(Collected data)
- Opening Delimiter -
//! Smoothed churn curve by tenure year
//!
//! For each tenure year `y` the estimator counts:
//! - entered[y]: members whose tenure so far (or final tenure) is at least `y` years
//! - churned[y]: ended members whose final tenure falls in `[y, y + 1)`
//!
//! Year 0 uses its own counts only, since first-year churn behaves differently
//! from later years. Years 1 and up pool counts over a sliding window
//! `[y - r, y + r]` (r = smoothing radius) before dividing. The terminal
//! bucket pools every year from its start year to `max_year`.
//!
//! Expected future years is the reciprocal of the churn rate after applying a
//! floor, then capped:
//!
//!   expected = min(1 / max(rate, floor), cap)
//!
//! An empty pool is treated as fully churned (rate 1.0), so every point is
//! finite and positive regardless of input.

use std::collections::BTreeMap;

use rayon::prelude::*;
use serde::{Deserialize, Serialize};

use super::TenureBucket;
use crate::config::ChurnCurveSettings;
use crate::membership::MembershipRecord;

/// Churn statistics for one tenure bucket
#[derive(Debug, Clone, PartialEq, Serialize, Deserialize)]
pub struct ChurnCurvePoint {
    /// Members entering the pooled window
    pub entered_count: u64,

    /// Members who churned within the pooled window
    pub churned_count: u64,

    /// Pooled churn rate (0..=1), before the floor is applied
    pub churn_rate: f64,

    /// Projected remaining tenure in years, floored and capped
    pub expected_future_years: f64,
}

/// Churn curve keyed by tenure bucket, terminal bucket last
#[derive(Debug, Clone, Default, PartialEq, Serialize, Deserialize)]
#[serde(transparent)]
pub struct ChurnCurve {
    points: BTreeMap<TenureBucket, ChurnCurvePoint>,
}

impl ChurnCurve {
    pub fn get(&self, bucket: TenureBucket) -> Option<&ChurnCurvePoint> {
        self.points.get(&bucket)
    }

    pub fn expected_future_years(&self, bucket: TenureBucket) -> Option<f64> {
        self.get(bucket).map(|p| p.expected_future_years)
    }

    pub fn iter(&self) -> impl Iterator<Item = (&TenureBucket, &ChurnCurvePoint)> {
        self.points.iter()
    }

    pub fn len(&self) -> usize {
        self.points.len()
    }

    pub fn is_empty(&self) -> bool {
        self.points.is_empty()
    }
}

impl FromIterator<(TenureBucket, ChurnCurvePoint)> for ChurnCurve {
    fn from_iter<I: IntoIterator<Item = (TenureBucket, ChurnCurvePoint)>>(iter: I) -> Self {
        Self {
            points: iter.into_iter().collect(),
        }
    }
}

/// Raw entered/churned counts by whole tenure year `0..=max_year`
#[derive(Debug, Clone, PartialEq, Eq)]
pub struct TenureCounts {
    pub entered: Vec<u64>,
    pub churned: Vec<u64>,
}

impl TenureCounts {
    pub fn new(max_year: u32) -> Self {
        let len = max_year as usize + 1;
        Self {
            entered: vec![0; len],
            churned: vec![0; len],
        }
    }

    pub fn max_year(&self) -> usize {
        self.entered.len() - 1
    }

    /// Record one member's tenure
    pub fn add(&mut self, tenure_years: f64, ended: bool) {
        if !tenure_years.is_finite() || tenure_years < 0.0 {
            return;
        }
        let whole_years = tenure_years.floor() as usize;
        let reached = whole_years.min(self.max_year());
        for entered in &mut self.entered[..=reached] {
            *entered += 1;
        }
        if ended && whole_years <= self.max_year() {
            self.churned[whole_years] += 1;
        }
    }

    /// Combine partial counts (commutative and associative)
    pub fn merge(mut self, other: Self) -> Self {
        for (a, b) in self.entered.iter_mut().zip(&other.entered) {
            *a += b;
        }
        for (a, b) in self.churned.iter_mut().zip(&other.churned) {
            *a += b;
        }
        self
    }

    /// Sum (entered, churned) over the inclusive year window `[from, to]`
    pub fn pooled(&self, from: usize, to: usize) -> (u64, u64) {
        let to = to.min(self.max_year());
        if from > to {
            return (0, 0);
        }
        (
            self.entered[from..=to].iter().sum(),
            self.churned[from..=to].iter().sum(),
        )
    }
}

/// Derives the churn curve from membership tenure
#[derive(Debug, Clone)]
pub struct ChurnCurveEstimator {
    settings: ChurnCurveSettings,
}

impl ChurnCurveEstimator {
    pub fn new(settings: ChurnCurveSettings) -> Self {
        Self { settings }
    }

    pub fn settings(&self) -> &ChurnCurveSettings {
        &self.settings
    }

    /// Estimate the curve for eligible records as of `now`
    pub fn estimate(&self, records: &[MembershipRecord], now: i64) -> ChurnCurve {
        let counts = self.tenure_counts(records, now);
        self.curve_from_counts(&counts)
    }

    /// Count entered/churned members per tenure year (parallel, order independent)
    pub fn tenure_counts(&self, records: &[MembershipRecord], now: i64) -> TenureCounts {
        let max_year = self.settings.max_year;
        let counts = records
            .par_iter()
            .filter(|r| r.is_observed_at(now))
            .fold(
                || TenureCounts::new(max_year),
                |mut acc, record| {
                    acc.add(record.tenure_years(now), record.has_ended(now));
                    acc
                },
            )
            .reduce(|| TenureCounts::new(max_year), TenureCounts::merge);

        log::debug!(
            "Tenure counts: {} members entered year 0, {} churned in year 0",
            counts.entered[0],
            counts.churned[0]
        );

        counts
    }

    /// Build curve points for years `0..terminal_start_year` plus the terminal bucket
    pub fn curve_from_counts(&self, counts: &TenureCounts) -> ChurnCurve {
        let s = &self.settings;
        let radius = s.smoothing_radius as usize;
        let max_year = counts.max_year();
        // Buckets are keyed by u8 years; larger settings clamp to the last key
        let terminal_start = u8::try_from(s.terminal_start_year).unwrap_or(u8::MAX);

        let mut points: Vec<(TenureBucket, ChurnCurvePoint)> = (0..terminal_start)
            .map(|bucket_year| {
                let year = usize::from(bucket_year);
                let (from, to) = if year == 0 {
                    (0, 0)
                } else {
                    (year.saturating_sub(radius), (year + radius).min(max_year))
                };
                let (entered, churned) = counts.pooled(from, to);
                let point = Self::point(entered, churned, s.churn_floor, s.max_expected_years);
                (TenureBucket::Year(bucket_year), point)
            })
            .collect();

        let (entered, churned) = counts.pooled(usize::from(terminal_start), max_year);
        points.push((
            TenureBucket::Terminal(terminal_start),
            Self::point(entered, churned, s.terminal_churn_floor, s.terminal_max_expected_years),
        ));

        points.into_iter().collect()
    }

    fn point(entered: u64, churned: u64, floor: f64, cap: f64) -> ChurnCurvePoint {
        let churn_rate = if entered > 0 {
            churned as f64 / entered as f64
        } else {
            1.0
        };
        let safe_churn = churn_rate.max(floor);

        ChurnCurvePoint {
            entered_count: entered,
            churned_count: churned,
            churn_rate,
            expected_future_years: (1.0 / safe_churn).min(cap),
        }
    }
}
- Closing Delimiter -
WORK TO BE COMPLETED: Return all lines from the data that include the string "merge".

ANSWER TO THE EXERCISE:
    pub fn merge(mut self, other: Self) -> Self {
            .reduce(|| TenureCounts::new(max_year), TenureCounts::merge);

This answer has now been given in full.